● EXERCISE PROMPT
From the data below, return the exact lines starting at the line containing "pub fn genres(&self)" and ending at the line containing "pub fn featured(&self)", both included, and nothing else.

***

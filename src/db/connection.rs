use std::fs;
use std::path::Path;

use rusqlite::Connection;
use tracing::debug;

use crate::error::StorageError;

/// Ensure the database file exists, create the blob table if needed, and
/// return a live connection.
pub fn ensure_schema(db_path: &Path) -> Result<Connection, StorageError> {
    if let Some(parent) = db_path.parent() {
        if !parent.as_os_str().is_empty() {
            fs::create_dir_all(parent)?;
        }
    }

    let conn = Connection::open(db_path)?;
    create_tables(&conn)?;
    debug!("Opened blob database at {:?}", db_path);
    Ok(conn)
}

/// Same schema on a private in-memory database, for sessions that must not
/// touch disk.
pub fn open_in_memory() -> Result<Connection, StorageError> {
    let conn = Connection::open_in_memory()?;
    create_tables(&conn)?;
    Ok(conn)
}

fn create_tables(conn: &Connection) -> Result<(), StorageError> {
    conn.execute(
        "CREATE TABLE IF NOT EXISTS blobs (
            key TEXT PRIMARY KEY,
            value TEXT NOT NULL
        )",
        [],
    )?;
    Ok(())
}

***

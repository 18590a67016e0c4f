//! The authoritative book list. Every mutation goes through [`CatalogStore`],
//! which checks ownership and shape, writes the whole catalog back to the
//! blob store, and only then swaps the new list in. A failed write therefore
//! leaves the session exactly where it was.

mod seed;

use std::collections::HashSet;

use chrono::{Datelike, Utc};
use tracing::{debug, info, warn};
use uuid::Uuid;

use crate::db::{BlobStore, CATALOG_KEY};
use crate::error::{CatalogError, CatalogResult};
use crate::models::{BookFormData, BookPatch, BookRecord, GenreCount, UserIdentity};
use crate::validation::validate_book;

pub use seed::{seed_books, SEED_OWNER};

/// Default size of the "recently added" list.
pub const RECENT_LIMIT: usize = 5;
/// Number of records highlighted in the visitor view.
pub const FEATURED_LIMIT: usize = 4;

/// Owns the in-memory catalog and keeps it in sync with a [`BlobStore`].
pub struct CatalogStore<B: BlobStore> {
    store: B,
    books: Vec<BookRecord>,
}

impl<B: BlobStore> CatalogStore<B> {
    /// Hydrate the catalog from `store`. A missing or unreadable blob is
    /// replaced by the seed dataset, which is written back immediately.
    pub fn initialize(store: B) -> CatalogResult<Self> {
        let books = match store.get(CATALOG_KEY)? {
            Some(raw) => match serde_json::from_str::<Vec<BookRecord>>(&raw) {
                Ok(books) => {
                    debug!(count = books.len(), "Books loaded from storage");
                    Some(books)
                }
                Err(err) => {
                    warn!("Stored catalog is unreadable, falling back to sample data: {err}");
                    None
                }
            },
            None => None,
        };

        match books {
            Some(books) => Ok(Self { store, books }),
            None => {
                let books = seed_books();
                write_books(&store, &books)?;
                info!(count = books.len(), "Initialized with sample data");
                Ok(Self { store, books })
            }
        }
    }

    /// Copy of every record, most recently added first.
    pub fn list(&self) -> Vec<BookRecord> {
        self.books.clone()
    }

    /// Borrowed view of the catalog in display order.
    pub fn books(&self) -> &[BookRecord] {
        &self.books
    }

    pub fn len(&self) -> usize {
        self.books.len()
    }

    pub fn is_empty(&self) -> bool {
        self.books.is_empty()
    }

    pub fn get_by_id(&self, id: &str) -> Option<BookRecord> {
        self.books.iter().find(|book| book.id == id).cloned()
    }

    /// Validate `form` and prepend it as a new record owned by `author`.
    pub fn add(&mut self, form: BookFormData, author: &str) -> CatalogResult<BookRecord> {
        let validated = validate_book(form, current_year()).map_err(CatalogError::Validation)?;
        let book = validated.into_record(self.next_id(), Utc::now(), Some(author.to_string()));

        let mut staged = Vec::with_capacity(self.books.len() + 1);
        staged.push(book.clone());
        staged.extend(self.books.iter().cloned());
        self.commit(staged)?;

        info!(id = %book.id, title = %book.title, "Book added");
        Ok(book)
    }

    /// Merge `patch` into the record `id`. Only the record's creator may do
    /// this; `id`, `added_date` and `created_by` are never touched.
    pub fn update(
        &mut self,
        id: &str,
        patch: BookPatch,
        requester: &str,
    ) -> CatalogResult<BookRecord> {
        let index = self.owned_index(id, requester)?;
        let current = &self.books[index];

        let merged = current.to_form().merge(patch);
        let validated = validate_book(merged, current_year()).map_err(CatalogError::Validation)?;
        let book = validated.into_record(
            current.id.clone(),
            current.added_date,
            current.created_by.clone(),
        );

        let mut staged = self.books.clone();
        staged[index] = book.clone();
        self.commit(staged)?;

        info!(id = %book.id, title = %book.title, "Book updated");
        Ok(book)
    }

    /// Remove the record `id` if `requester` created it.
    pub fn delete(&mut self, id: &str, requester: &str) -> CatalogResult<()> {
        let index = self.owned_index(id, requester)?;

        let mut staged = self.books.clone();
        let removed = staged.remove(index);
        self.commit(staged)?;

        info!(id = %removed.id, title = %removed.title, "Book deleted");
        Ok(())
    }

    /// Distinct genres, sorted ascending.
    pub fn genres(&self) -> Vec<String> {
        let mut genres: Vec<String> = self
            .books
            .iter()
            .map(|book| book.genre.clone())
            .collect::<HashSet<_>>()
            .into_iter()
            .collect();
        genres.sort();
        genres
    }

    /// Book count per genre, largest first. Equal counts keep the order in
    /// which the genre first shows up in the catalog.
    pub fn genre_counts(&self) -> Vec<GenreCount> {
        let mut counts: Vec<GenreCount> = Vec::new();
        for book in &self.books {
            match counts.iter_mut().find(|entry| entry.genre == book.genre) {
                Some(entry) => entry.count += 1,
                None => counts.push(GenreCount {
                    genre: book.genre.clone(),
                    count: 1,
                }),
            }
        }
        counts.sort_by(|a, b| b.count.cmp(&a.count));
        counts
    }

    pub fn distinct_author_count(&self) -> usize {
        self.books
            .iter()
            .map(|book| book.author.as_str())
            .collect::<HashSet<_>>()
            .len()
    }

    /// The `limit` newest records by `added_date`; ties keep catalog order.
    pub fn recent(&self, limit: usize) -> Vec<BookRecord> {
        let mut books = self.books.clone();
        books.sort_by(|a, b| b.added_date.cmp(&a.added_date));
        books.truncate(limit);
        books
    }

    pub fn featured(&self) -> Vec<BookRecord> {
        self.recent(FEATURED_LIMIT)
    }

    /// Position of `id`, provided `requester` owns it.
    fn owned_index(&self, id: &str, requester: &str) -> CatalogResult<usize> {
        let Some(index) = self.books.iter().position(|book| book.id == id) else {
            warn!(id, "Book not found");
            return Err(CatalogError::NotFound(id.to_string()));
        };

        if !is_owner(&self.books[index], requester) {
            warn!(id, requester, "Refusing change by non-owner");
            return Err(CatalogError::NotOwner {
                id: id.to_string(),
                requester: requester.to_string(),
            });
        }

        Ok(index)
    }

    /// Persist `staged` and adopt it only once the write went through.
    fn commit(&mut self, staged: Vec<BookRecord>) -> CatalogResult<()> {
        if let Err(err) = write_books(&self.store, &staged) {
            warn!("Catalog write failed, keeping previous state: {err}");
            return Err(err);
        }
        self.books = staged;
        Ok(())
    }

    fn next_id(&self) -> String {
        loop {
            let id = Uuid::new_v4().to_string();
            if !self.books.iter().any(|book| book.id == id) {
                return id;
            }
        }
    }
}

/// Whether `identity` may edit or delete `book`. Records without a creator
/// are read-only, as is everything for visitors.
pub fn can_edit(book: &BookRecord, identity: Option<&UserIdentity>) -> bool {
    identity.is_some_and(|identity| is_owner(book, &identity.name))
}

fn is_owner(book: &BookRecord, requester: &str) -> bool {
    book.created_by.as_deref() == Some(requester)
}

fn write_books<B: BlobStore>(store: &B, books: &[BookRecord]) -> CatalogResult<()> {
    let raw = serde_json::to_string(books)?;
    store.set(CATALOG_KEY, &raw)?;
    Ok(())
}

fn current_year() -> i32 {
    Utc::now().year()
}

***

● RESULT FOR THIS EXERCISE
    pub fn genres(&self) -> Vec<String> {
        let mut genres: Vec<String> = self
            .books
            .iter()
            .map(|book| book.genre.clone())
            .collect::<HashSet<_>>()
            .into_iter()
            .collect();
        genres.sort();
        genres
    }

    /// Book count per genre, largest first. Equal counts keep the order in
    /// which the genre first shows up in the catalog.
    pub fn genre_counts(&self) -> Vec<GenreCount> {
        let mut counts: Vec<GenreCount> = Vec::new();
        for book in &self.books {
            match counts.iter_mut().find(|entry| entry.genre == book.genre) {
                Some(entry) => entry.count += 1,
                None => counts.push(GenreCount {
                    genre: book.genre.clone(),
                    count: 1,
                }),
            }
        }
        counts.sort_by(|a, b| b.count.cmp(&a.count));
        counts
    }

    pub fn distinct_author_count(&self) -> usize {
        self.books
            .iter()
            .map(|book| book.author.as_str())
            .collect::<HashSet<_>>()
            .len()
    }

    /// The `limit` newest records by `added_date`; ties keep catalog order.
    pub fn recent(&self, limit: usize) -> Vec<BookRecord> {
        let mut books = self.books.clone();
        books.sort_by(|a, b| b.added_date.cmp(&a.added_date));
        books.truncate(limit);
        books
    }

    pub fn featured(&self) -> Vec<BookRecord> {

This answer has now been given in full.